(Recorded data)

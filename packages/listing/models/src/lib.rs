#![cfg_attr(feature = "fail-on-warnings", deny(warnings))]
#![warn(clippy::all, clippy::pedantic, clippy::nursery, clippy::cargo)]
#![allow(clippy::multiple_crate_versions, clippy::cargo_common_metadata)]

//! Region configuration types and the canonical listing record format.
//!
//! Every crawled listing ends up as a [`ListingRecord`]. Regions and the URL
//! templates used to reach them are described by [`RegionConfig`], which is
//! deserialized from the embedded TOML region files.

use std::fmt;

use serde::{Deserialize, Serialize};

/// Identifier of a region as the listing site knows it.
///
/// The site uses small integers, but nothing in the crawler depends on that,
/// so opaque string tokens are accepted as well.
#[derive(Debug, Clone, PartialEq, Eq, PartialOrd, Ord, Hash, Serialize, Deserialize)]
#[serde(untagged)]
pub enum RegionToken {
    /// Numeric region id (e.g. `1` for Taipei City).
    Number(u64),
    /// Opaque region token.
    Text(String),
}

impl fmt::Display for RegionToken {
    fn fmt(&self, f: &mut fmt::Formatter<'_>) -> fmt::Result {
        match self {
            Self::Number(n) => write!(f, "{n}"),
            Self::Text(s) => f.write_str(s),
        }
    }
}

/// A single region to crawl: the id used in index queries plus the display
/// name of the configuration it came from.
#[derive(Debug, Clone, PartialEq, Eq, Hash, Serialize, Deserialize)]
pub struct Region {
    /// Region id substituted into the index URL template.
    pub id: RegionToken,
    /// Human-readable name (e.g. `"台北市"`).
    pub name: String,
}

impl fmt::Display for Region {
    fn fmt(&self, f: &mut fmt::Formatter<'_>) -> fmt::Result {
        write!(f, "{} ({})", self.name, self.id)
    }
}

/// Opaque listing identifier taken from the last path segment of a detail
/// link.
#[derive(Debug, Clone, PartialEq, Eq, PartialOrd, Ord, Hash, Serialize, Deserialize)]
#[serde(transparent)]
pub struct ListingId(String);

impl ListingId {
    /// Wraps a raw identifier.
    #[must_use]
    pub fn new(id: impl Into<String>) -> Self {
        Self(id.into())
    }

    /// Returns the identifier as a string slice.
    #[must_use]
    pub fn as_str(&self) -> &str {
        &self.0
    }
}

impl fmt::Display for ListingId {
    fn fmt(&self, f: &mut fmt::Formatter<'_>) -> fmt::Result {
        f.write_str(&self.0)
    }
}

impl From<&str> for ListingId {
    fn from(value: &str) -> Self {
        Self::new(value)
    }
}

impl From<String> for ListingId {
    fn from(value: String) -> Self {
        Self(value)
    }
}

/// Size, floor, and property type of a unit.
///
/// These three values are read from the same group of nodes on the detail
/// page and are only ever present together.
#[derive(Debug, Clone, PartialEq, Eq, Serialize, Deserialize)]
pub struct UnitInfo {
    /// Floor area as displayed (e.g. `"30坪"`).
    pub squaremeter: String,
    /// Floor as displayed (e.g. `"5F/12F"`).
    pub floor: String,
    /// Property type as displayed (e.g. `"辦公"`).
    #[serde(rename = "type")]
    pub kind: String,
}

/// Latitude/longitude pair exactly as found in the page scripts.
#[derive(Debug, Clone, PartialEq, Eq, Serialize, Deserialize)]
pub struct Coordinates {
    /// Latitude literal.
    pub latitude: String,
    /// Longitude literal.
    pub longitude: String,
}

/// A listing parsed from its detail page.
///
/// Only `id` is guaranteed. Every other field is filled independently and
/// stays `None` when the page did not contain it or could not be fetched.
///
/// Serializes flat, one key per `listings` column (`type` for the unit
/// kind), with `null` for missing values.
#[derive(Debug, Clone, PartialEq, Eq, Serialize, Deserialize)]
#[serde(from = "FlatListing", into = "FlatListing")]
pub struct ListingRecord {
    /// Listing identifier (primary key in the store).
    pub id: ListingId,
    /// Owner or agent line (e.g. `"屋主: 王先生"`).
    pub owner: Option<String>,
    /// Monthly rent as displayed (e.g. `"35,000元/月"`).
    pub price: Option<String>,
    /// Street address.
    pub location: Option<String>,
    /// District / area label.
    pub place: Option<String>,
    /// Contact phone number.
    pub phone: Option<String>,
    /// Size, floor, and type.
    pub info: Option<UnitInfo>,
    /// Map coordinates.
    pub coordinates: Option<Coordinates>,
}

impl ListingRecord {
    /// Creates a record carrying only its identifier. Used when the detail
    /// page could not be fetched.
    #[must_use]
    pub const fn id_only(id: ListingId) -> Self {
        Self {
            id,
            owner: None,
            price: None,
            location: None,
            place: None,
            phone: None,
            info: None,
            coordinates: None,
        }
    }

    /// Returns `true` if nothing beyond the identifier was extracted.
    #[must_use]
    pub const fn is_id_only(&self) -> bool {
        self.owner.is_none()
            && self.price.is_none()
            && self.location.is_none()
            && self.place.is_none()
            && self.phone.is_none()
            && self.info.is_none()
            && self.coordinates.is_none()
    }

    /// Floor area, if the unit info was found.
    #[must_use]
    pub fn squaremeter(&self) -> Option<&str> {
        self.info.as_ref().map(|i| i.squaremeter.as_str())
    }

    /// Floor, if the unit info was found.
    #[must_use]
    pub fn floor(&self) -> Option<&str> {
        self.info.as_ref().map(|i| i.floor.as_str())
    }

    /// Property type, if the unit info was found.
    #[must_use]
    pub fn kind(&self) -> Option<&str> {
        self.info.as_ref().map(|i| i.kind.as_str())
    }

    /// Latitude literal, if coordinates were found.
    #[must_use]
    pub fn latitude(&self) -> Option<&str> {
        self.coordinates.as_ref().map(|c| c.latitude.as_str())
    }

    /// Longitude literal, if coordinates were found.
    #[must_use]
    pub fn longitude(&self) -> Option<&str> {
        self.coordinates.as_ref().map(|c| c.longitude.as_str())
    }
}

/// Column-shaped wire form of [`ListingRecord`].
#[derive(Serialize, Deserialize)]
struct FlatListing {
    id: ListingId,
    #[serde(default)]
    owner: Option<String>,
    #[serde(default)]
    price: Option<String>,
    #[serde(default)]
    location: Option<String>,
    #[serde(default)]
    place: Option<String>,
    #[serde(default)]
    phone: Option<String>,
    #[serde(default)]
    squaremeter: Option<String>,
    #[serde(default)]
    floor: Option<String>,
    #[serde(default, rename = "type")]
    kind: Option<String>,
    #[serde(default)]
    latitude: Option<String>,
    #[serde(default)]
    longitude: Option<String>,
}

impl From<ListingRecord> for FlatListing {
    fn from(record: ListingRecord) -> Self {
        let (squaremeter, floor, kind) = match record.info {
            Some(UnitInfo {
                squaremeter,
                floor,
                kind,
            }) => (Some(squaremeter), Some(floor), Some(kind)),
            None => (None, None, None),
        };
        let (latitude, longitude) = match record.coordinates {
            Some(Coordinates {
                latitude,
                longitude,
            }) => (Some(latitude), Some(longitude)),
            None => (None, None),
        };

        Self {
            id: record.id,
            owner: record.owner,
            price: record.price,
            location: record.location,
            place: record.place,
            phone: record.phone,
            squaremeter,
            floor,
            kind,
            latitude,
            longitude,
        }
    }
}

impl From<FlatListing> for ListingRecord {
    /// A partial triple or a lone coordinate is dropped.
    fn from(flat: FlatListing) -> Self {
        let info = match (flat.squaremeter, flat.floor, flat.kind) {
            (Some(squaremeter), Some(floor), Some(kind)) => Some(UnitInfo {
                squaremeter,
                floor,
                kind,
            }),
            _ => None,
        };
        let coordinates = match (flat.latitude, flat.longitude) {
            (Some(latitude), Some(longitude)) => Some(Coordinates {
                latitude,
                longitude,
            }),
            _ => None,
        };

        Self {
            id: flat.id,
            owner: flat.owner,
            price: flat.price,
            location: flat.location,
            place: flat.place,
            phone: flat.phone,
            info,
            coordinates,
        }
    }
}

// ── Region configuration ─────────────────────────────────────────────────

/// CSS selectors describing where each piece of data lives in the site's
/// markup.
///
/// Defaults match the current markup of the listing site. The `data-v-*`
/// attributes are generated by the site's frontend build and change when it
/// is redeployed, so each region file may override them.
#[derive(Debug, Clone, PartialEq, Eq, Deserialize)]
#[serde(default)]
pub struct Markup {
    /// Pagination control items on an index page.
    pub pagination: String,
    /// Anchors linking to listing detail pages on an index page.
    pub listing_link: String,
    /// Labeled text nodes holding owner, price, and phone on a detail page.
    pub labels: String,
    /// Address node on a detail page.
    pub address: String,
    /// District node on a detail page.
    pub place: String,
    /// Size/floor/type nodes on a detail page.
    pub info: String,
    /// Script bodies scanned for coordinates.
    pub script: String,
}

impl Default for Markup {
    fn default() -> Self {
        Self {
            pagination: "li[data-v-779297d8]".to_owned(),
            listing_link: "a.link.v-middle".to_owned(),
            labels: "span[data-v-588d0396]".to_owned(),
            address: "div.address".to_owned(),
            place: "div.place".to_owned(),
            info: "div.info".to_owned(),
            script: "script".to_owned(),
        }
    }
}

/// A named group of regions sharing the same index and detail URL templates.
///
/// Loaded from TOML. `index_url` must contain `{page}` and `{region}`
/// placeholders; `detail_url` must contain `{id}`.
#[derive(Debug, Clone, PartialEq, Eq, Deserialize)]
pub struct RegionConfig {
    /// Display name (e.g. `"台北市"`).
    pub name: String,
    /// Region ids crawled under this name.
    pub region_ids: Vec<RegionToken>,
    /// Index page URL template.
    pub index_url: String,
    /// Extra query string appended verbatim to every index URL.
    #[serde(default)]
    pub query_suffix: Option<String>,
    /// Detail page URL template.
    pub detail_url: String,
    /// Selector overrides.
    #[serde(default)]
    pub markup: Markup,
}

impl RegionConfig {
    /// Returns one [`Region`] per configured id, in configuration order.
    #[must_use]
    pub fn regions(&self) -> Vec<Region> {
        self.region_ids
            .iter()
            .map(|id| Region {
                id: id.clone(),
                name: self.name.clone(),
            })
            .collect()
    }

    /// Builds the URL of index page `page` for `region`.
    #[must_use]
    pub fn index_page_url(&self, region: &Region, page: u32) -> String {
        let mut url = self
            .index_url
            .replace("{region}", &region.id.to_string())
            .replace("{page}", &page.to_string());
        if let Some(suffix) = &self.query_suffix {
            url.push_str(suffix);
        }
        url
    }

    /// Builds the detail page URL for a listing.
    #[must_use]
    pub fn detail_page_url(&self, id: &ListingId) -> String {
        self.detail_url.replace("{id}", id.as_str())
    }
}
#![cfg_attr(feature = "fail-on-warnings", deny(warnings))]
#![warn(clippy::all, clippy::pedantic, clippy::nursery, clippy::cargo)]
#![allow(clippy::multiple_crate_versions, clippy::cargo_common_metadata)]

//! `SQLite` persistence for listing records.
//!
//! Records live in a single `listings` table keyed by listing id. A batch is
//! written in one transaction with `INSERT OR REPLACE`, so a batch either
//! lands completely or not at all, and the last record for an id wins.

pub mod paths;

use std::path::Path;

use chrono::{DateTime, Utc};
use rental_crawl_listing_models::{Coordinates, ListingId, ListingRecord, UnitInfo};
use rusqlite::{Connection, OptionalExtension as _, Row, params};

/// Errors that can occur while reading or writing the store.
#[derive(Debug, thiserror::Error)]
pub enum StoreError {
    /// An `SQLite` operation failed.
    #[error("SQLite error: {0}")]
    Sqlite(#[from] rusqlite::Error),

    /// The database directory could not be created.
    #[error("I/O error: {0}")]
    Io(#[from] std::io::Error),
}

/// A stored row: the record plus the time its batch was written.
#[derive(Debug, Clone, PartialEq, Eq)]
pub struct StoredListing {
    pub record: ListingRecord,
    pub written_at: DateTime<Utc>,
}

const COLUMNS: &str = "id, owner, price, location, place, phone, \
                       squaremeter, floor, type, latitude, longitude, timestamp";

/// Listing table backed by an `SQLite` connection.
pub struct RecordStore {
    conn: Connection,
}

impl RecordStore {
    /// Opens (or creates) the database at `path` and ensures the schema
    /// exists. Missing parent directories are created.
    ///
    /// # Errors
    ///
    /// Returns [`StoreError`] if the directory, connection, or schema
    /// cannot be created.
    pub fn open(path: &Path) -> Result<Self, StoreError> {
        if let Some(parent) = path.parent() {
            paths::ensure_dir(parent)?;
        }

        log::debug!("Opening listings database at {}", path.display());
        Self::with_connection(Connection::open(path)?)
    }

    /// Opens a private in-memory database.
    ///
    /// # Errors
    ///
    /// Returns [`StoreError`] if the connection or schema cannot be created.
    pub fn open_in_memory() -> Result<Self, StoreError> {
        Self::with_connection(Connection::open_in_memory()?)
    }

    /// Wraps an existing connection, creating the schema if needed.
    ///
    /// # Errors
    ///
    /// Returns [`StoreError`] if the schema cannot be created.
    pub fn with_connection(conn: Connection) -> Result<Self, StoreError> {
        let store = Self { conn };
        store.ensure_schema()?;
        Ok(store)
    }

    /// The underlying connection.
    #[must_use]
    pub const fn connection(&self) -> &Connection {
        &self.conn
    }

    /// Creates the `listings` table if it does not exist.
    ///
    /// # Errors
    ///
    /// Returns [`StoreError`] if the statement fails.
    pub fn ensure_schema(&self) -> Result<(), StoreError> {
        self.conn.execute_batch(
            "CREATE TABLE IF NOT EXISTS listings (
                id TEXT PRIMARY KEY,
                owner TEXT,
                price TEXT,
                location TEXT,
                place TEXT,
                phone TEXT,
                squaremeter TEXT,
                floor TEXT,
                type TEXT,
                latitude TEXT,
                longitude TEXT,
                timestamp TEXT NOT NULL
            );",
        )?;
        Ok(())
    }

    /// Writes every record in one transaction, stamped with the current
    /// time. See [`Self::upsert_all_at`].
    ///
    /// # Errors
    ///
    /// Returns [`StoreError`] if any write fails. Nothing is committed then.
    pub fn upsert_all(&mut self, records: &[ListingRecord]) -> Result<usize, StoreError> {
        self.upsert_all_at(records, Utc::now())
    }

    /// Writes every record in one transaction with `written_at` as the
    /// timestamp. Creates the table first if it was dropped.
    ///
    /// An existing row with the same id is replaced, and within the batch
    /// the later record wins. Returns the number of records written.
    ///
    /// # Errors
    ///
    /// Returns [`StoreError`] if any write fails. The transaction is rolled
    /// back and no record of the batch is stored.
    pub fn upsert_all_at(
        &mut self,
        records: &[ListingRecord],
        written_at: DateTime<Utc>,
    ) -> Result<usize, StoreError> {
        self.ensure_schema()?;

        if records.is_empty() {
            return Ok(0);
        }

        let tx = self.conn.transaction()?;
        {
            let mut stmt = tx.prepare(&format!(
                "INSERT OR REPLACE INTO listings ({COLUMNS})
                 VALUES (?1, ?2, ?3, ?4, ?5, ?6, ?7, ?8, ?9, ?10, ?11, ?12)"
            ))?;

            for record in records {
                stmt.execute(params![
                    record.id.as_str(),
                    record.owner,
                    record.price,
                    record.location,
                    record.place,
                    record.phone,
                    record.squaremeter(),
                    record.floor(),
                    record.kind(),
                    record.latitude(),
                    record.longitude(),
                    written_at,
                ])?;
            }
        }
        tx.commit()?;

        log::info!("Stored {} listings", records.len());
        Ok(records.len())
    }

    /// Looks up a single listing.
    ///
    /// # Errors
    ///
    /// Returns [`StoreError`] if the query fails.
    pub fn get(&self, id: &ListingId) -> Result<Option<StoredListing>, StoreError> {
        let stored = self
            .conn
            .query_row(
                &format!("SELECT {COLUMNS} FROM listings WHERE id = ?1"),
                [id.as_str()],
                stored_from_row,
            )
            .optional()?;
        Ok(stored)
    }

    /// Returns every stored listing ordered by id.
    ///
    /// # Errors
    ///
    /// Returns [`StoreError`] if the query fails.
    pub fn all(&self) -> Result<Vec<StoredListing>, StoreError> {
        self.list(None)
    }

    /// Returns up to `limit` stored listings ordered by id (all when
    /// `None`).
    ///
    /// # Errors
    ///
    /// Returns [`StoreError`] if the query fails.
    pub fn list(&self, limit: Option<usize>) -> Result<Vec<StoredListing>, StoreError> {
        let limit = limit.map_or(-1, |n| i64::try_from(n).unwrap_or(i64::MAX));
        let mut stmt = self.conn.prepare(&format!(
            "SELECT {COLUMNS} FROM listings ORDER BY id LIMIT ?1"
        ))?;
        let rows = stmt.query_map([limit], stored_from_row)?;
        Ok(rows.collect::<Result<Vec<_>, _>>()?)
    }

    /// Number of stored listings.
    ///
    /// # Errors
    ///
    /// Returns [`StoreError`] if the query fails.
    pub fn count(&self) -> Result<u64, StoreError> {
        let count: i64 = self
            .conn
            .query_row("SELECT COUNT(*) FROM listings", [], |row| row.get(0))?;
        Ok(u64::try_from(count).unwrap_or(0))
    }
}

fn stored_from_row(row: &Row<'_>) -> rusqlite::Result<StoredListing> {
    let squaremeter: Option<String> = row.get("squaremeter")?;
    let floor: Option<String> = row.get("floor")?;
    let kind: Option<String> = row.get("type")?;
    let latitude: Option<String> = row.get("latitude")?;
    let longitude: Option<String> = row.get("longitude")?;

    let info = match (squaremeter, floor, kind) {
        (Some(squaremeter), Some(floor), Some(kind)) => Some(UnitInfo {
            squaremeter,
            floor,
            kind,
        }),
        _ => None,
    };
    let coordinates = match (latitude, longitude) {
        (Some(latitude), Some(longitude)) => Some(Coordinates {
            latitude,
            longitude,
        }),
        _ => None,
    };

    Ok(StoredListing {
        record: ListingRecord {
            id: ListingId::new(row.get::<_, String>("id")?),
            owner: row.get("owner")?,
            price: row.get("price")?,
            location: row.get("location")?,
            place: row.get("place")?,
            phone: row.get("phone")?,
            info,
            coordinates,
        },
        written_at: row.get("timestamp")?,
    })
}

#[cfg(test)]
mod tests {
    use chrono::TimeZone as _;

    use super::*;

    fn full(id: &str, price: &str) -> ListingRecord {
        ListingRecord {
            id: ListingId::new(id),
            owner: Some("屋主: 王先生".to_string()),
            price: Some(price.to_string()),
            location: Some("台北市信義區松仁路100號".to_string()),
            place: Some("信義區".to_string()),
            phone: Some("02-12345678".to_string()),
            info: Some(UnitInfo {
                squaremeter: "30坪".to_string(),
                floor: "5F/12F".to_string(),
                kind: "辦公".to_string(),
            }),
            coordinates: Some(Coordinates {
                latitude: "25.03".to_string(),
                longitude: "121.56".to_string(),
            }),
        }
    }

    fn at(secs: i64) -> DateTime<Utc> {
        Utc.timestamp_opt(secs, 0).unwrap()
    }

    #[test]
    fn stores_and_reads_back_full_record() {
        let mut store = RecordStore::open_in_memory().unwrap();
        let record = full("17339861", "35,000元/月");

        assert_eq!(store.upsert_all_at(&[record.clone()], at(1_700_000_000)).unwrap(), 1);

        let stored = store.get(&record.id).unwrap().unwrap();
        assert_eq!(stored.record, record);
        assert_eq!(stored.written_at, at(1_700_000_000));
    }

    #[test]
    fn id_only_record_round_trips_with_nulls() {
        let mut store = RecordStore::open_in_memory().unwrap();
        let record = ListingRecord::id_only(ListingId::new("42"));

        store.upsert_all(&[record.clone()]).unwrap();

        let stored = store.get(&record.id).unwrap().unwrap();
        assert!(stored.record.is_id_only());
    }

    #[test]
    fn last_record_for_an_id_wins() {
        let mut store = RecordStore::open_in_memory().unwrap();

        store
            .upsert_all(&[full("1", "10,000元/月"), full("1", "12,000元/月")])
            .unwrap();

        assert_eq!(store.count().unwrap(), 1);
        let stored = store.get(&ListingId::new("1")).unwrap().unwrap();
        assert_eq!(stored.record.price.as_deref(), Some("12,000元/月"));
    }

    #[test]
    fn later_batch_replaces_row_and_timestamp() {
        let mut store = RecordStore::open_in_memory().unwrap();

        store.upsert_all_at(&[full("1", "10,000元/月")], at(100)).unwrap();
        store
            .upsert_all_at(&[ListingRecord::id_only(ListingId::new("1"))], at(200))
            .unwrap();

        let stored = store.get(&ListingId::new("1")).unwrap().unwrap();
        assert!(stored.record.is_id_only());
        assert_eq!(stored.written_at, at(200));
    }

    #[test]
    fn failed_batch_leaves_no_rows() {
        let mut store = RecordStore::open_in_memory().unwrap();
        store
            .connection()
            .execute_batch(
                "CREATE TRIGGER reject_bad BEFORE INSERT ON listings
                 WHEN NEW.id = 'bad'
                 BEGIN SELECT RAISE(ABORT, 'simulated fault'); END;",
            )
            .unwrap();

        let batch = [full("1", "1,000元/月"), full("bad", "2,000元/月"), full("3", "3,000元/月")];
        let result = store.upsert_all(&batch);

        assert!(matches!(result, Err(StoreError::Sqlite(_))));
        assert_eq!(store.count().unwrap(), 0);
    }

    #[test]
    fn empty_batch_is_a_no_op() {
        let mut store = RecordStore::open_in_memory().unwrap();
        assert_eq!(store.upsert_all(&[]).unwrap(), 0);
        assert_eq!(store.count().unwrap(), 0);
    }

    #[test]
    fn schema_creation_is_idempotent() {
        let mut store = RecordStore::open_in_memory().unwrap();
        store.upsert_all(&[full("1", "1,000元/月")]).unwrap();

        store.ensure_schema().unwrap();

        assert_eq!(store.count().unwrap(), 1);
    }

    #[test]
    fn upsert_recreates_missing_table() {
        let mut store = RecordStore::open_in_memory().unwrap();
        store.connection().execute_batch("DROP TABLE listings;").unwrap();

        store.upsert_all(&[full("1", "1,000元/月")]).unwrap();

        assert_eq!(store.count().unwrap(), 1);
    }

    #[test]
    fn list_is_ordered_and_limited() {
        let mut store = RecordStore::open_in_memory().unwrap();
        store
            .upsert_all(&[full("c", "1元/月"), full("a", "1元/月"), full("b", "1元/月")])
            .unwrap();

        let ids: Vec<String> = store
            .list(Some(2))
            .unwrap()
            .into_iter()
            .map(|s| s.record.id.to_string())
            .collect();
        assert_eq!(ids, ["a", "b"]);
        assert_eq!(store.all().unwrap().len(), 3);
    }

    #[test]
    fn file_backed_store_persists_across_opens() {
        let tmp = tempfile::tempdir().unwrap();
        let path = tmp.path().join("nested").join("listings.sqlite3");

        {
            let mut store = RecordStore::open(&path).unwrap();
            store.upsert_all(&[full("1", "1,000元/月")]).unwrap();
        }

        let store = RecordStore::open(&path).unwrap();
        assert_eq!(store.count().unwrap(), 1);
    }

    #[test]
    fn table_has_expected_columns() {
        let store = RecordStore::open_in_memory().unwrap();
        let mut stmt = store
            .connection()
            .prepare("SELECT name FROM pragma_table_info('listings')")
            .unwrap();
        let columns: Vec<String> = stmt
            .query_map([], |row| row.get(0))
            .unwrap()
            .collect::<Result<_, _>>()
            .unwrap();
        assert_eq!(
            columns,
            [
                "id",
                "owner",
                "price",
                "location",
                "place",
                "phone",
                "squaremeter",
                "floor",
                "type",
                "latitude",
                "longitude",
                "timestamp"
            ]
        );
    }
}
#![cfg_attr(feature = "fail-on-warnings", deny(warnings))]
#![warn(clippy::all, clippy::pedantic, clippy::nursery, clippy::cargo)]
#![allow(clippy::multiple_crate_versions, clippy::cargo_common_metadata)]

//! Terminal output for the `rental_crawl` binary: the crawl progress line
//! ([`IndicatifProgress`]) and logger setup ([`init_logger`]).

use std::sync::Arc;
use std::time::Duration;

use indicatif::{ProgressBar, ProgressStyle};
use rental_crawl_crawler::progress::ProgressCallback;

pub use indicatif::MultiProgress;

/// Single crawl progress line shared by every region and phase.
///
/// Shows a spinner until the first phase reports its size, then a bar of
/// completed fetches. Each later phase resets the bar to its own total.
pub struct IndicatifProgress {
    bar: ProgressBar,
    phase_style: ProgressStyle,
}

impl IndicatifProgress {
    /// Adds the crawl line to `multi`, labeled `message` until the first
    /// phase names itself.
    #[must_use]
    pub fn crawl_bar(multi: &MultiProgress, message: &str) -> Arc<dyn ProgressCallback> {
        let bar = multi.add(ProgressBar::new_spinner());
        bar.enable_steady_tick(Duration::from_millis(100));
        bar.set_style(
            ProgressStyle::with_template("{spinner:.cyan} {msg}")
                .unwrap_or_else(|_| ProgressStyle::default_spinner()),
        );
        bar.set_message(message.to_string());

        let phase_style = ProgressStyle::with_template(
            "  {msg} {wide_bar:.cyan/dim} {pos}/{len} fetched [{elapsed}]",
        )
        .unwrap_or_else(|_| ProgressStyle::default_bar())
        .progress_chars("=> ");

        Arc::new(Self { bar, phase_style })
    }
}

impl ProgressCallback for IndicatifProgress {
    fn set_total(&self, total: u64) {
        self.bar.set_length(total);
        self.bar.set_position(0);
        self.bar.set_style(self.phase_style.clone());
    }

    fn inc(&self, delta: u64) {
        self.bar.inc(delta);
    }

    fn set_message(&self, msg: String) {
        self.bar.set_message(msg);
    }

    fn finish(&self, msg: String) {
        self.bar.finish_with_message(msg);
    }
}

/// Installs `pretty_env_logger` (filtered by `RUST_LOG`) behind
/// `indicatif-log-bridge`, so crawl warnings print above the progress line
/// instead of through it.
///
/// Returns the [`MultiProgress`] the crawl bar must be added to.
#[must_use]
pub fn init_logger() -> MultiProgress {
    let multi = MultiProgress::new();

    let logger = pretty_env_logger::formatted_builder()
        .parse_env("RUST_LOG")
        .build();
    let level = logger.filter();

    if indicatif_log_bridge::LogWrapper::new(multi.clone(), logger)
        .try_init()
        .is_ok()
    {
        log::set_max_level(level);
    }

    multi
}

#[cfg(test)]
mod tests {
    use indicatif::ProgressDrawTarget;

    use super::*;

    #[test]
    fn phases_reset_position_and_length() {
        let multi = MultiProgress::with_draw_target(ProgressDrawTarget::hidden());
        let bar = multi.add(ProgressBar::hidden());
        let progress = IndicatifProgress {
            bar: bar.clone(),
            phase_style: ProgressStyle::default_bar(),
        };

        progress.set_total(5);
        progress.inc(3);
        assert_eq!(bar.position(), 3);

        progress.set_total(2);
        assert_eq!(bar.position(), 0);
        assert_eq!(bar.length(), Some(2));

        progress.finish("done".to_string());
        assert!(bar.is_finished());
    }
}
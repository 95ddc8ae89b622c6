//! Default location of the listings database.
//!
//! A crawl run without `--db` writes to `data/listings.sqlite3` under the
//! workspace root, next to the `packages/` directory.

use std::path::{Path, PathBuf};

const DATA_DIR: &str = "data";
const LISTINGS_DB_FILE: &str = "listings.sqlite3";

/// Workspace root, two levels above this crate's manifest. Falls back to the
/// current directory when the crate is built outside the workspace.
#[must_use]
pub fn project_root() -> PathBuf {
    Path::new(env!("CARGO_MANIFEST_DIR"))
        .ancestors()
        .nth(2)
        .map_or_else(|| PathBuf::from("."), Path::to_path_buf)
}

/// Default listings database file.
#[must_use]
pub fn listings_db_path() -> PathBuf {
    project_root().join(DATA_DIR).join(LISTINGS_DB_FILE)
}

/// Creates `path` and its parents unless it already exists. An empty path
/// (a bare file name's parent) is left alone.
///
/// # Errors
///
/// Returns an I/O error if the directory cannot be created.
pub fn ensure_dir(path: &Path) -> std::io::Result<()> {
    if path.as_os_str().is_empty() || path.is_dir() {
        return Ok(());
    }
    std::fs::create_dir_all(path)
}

▶ [Exercise aim] Copy each line of the records that contains the word "literal".

▶ [Answer]
    /// Latitude literal.
    /// Longitude literal.
    /// Latitude literal, if coordinates were found.
    /// Longitude literal, if coordinates were found.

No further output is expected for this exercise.